Ho installato gnome-light-2.18.3 , gnome-mount-0.6 (USE="gnome")  e gnome-volume-manager-2.17.0. Quando inserisco una unità (ad esempio penna usb) il volume-manager me la monta correttamente ma non mi compare alcuna icona in computer:// o sul desktop. Ho gia sistemato tramite gconf-editor /apps/nautilus/desktop/volumes_visible a true. Inoltre ho testato il funzionamento di inotify con inotify-tools e sembra tutto a posto.

Ripeto che il processo di montaggio/smontaggio funziona perfettamente: solo non mi compaiono le icone; dato che lo smontaggio è molto scomodo (devo cercare a qual cartella corrisponde l'unità interessata, entrarci e fare File->Smonta volume) e ancora più scomodo è spiegare tutto a mia madre,  avete idee?

----------

## micio

Nel mio caso le icone che dici tu appaiono SE e solo SE è accuratamente scritto in /etc/fstab il volume da montare... altrimenti in automatico nn fa un beneamato piffero  :Smile: 

bai bai

Micio!

----------

## asdert

Invece a me, sull'altro computer che ho, gentoo+gnome mi mostra le icone sul desktop e in computer:// ance se nella fstab c'e' soltato la root e roba tipo proc e sysfs !! E' meglio di ubuntu  :Very Happy:  !!! 
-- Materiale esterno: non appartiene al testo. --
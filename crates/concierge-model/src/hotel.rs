// Copyright (c) 2025 the Concierge authors.
//
// Permission is hereby granted, free of charge, to any person obtaining
// a copy of this software and associated documentation files (the
// "Software"), to deal in the Software without restriction, including
// without limitation the rights to use, copy, modify, merge, publish,
// distribute, sublicense, and/or sell copies of the Software, and to
// permit persons to whom the Software is furnished to do so, subject to
// the following conditions:
//
// The above copyright notice and this permission notice shall be
// included in all copies or substantial portions of the Software.
//
// THE SOFTWARE IS PROVIDED "AS IS", WITHOUT WARRANTY OF ANY KIND,
// EXPRESS OR IMPLIED, INCLUDING BUT NOT LIMITED TO THE WARRANTIES OF
// MERCHANTABILITY, FITNESS FOR A PARTICULAR PURPOSE AND
// NONINFRINGEMENT. IN NO EVENT SHALL THE AUTHORS OR COPYRIGHT HOLDERS BE
// LIABLE FOR ANY CLAIM, DAMAGES OR OTHER LIABILITY, WHETHER IN AN ACTION
// OF CONTRACT, TORT OR OTHERWISE, ARISING FROM, OUT OF OR IN CONNECTION
// WITH THE SOFTWARE OR THE USE OR OTHER DEALINGS IN THE SOFTWARE.

//! # The Hotel Pool
//!
//! The ordered collection of all rooms, plus the booking operations the
//! caller's workflow applies after a selection returns. The pool layout
//! (which rooms exist, and in what order) is fixed at construction through
//! `HotelBuilder`; only the `booked` flags change afterwards.
//!
//! The selection engine receives the pool by shared reference and never
//! mutates it. If an embedding system handles concurrent booking requests,
//! it must serialize read-snapshot, select, and commit itself; the pool
//! offers no locking of its own.

use crate::{index::RoomIndex, room::Room};
use std::collections::HashSet;

/// The hotel: an ordered, fixed-layout pool of rooms with mutable occupancy.
///
/// Room ids are unique across the pool (enforced by [`HotelBuilder`]).
/// Pool order is insertion order and defines the enumeration order the
/// selection engine sees; for [`Hotel::standard`] this is ascending id order.
#[derive(Clone, Debug, PartialEq, Eq)]
pub struct Hotel {
    rooms: Vec<Room>,
}

impl Hotel {
    /// The standard 97-room layout: floors 1 through 9 with ten rooms each
    /// (ids 101..=110 up to 901..=910) and floor 10 with seven rooms
    /// (1001..=1007). All rooms start unbooked.
    ///
    /// # Examples
    ///
    /// ```rust
    /// # use concierge_model::hotel::Hotel;
    ///
    /// let hotel = Hotel::standard();
    /// assert_eq!(hotel.num_rooms(), 97);
    /// assert_eq!(hotel.num_available(), 97);
    /// ```
    pub fn standard() -> Self {
        let mut builder = HotelBuilder::new();
        for floor in 1..=9 {
            for position in 1..=10 {
                builder.push_room(floor, position);
            }
        }
        for position in 1..=7 {
            builder.push_room(10, position);
        }
        builder.build()
    }

    /// Builds the standard layout with every room booked except those whose
    /// ids appear in `available_ids`. Ids that do not exist in the standard
    /// layout are ignored.
    ///
    /// Useful for reproducing fixed occupancy scenarios.
    pub fn with_only_available(available_ids: &[u32]) -> Self {
        let mut hotel = Self::standard();
        hotel.book_all();
        for &id in available_ids {
            hotel.set_booked_by_id(id, false);
        }
        hotel
    }

    /// Returns the total number of rooms in the pool.
    #[inline]
    pub fn num_rooms(&self) -> usize {
        self.rooms.len()
    }

    /// Returns all rooms in pool order.
    #[inline]
    pub fn rooms(&self) -> &[Room] {
        &self.rooms
    }

    /// Returns the room at the given pool index.
    ///
    /// # Panics
    ///
    /// Panics if `index` is out of bounds.
    #[inline]
    pub fn room(&self, index: RoomIndex) -> &Room {
        &self.rooms[index.get()]
    }

    /// Returns the pool index of the room with the given id, if present.
    pub fn find_by_id(&self, id: u32) -> Option<RoomIndex> {
        self.rooms
            .iter()
            .position(|room| room.id() == id)
            .map(RoomIndex::new)
    }

    /// Returns copies of all unbooked rooms, in pool order.
    ///
    /// This is the snapshot the selection engine works against; mutating the
    /// pool afterwards does not affect a selection already in flight.
    pub fn available_rooms(&self) -> Vec<Room> {
        self.rooms
            .iter()
            .filter(|room| !room.is_booked())
            .copied()
            .collect()
    }

    /// Returns the number of unbooked rooms.
    #[inline]
    pub fn num_available(&self) -> usize {
        self.rooms.iter().filter(|room| !room.is_booked()).count()
    }

    /// Sets the booked flag of the room at `index`.
    ///
    /// # Panics
    ///
    /// Panics if `index` is out of bounds.
    #[inline]
    pub fn set_booked(&mut self, index: RoomIndex, booked: bool) {
        self.rooms[index.get()].set_booked(booked);
    }

    /// Marks the room at `index` as booked.
    #[inline]
    pub fn book(&mut self, index: RoomIndex) {
        self.set_booked(index, true);
    }

    /// Marks the room at `index` as available again.
    #[inline]
    pub fn release(&mut self, index: RoomIndex) {
        self.set_booked(index, false);
    }

    /// Sets the booked flag of the room with the given id.
    ///
    /// Returns `false` (and changes nothing) if no room has that id.
    pub fn set_booked_by_id(&mut self, id: u32, booked: bool) -> bool {
        match self.find_by_id(id) {
            Some(index) => {
                self.set_booked(index, booked);
                true
            }
            None => false,
        }
    }

    /// Marks every room as booked.
    pub fn book_all(&mut self) {
        for room in &mut self.rooms {
            room.set_booked(true);
        }
    }

    /// Clears every booking, returning the pool to fully available.
    pub fn reset(&mut self) {
        for room in &mut self.rooms {
            room.set_booked(false);
        }
    }
}

impl std::fmt::Display for Hotel {
    fn fmt(&self, f: &mut std::fmt::Formatter<'_>) -> std::fmt::Result {
        writeln!(
            f,
            "Hotel: {} rooms, {} available",
            self.num_rooms(),
            self.num_available()
        )?;

        let mut floors: Vec<u32> = self.rooms.iter().map(|r| r.floor()).collect();
        floors.sort_unstable();
        floors.dedup();

        for floor in floors {
            let on_floor: Vec<&Room> =
                self.rooms.iter().filter(|r| r.floor() == floor).collect();
            let free = on_floor.iter().filter(|r| !r.is_booked()).count();
            writeln!(
                f,
                "   Floor {:>2}: {:>2} rooms, {:>2} free",
                floor,
                on_floor.len(),
                free
            )?;
        }

        Ok(())
    }
}

/// Builder for [`Hotel`].
///
/// Validates eagerly: floors and positions must be positive, positions must
/// fit the two-digit id scheme, and `(floor, position)` pairs must be unique
/// across the pool. The selection engine can therefore assume unique ids.
#[derive(Clone, Debug, Default)]
pub struct HotelBuilder {
    rooms: Vec<Room>,
    seen: HashSet<(u32, u32)>,
}

impl HotelBuilder {
    /// Creates an empty builder.
    #[inline]
    pub fn new() -> Self {
        Self {
            rooms: Vec::new(),
            seen: HashSet::new(),
        }
    }

    /// Appends a room, returning the pool index it will occupy.
    ///
    /// # Panics
    ///
    /// Panics if `floor`/`position` are invalid (see [`Room::new`]) or if a
    /// room at `(floor, position)` was already added.
    pub fn push_room(&mut self, floor: u32, position: u32) -> RoomIndex {
        let room = Room::new(floor, position);
        assert!(
            self.seen.insert((floor, position)),
            "called `HotelBuilder::push_room` with duplicate room: floor {} position {} was already added",
            floor,
            position
        );

        let index = RoomIndex::new(self.rooms.len());
        self.rooms.push(room);
        index
    }

    /// Finalizes the pool.
    #[inline]
    pub fn build(self) -> Hotel {
        Hotel { rooms: self.rooms }
    }
}
impl OptimalSelector {
    /// Creates a selector with the standard request cap of
    /// [`MAX_REQUEST_SIZE`] rooms.
    #[inline]
    pub fn new() -> Self {
        Self {
            max_request: MAX_REQUEST_SIZE,
        }
    }

    /// Creates a selector with a custom request cap.
    ///
    /// # Panics
    ///
    /// Panics if `max_request` is zero.
    pub fn with_max_request(max_request: usize) -> Self {
        assert!(
            max_request >= 1,
            "called `OptimalSelector::with_max_request` with a zero cap"
        );
        Self { max_request }
    }

    /// Returns the configured request cap.
    #[inline]
    pub fn max_request(&self) -> usize {
        self.max_request
    }

    /// Selects the optimal block of `requested` rooms from the pool's
    /// currently available rooms.
    ///
    /// Returns a rejected outcome (never panics) when the request size is
    /// out of range or availability is insufficient; see
    /// [`RejectionReason`]. For a single-room request the first available
    /// room in pool order is returned with zero cost.
    pub fn select<T>(&self, hotel: &Hotel, requested: usize) -> SelectionOutcome<T>
    where
        T: SelectNumeric,
    {
        let start = Instant::now();
        let available = hotel.available_rooms();

        if requested == 0 || requested > self.max_request {
            return SelectionOutcome::rejected(
                RejectionReason::InvalidRequestSize {
                    requested,
                    max: self.max_request,
                },
                build_statistics(0, available.len(), start),
            );
        }

        if available.len() < requested {
            return SelectionOutcome::rejected(
                RejectionReason::InsufficientAvailability {
                    requested,
                    available: available.len(),
                },
                build_statistics(0, available.len(), start),
            );
        }

        if requested == 1 {
            // Pool order, not canonical order: the first free room wins.
            // Every singleton counts as an evaluated candidate by convention.
            let selection = Selection::new(vec![available[0]], TravelTime::zero(), T::zero());
            return SelectionOutcome::selected(
                selection,
                build_statistics(available.len() as u64, available.len(), start),
            );
        }

        // Canonical pre-sort: from here on, index order is canonical order,
        // every candidate materializes already sorted, and lexicographic
        // index enumeration doubles as the tie-break order.
        let mut pool = available;
        pool.sort_unstable_by_key(Room::canonical_key);
        let num_available = pool.len();

        let mut evaluated: u64 = 0;
        let mut best: Option<(T, Vec<usize>)> = None;
        let mut runner_up_total: Option<T> = None;
        let mut block: Vec<Room> = Vec::with_capacity(requested);

        for candidate in Combinations::new(num_available, requested) {
            evaluated += 1;

            block.clear();
            block.extend(candidate.iter().map(|&i| pool[i]));
            let total = TravelTime::<T>::along_route(&block).total();

            match &mut best {
                None => best = Some((total, candidate)),
                Some((best_total, best_indices)) if total < *best_total => {
                    // The dethroned incumbent is the new runner-up: its
                    // total was the second-smallest seen so far.
                    runner_up_total = Some(*best_total);
                    *best_total = total;
                    *best_indices = candidate;
                }
                Some(_) => {
                    // Ties keep the incumbent: it came earlier in the
                    // enumeration and is therefore lexicographically smaller.
                    if runner_up_total.is_none_or(|second| total < second) {
                        runner_up_total = Some(total);
                    }
                }
            }
        }

        let Some((best_total, best_indices)) = best else {
            // Unreachable if the availability check passed; guards against
            // an inconsistent pool.
            return SelectionOutcome::rejected(
                RejectionReason::NoValidCombination,
                build_statistics(evaluated, num_available, start),
            );
        };

        let rooms: Vec<Room> = best_indices.iter().map(|&i| pool[i]).collect();
        let travel_time = TravelTime::along_route(&rooms);
        let next_best_total = runner_up_total.unwrap_or(best_total);

        SelectionOutcome::selected(
            Selection::new(rooms, travel_time, next_best_total),
            build_statistics(evaluated, num_available, start),
        )
    }
}

/// Selects with the standard request cap; shorthand for one-off calls.
#[inline]
pub fn select_optimal<T>(hotel: &Hotel, requested: usize) -> SelectionOutcome<T>
where
    T: SelectNumeric,
{
    OptimalSelector::new().select(hotel, requested)
}

fn build_statistics(
    combinations_evaluated: u64,
    available_rooms: usize,
    start: Instant,
) -> SelectionStatistics {
    SelectionStatisticsBuilder::new()
        .combinations_evaluated(combinations_evaluated)
        .available_rooms(available_rooms)
        .solve_duration(start.elapsed())
        .build()
}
Fra l'altro non capisco perche non dovrebbe mostrarmele visto che, ripeto, le monta correttamente in /media appena le pluggo e le smonta correttamente da gui appena glie lo chiedo!

----------

## asdert

incredibile: uno cerca per ore e ore e non trova nulla e poi per caso, un giorno, gli viene uno scrupolo, scrive nella malefica barra di google le parole che ha infilato milioni di volte e chissà come mai sta volta compaiono 2 nuove voci: una è il forum dove il disgraziato ha postato nella speraza di trovare soluzione; l'altra reca scritto, parlando di gnome-volume-manager:

... bla bla bla ...

If you get devices mounted but no icons showing up, try upgrading to at least

	sysfsutils-1.3.0, as there have been reports that this fixes it

... bla bla bla ..

purtroppo ora ho fame: oggi provo e vi faccio sapere, ma sono fiducioso  :Smile: 

----------

## asdert

niente da fare! ho installato sysfsutils-2.1.0 !! le icone ancora non compaiono però ho notato che se monto qualcosa da console tramite mount le icone sul desktop appaiono, invece con pmount no. Ho pensato che forse il problema stesse nel fatto che ho installato pmount dopo gnome-mount e gnome-volume-manager, così ho ricompilato questi pacchetti. Ma ancora nulla! Forse c'è qualche altra parte di gnome-light che va compilata dopo pmount??

----------

## Onip

beh, pmount è un pezzo che non serve più su gnome. è stato sostituito da gnome-base/gnome-mount.

----------

## asdert

ok. Con gnome-mount è la stessa cosa di pmount. Il punto è che le icone compaiono soltanto se monto col caro e vecchio mount (che pero' è scomodissimo da usare in ambito desktop e con device removibili).

----------

## riverdragon

Controlla di avere avviato localmount (per le partizioni del disco) e di essere nel gruppo plugdev (per l'automount).

----------

## asdert

si sono in entrambi: del resto non me li monterebbe propio se non fossi in plugdev. Cmq il problema deve essere di gnome perchè il montaggio automatico funziona: fra l'altro xfce mi fa apparire anche le icone sul dektop  :Smile: 

----------

## !equilibrium

in questo thread avevo segnalato che, nel caso di montaggio automatico delle periferiche in cui non viene visualizzata l'icona sul desktop, il problema (pare) sia dovuto ad HAL e il fix consisterebbe in:

0- /etc/init.d/hald stop

1- emerge -C hal

2- rm -rf /usr/share/hal

3- emerge -av hal

4- /etc/init.d/hald start

questo problema affligge sia gnome che kde, prova e facci sapere.

----------

## asdert

Scusate il ritardo ma sono stato occupato.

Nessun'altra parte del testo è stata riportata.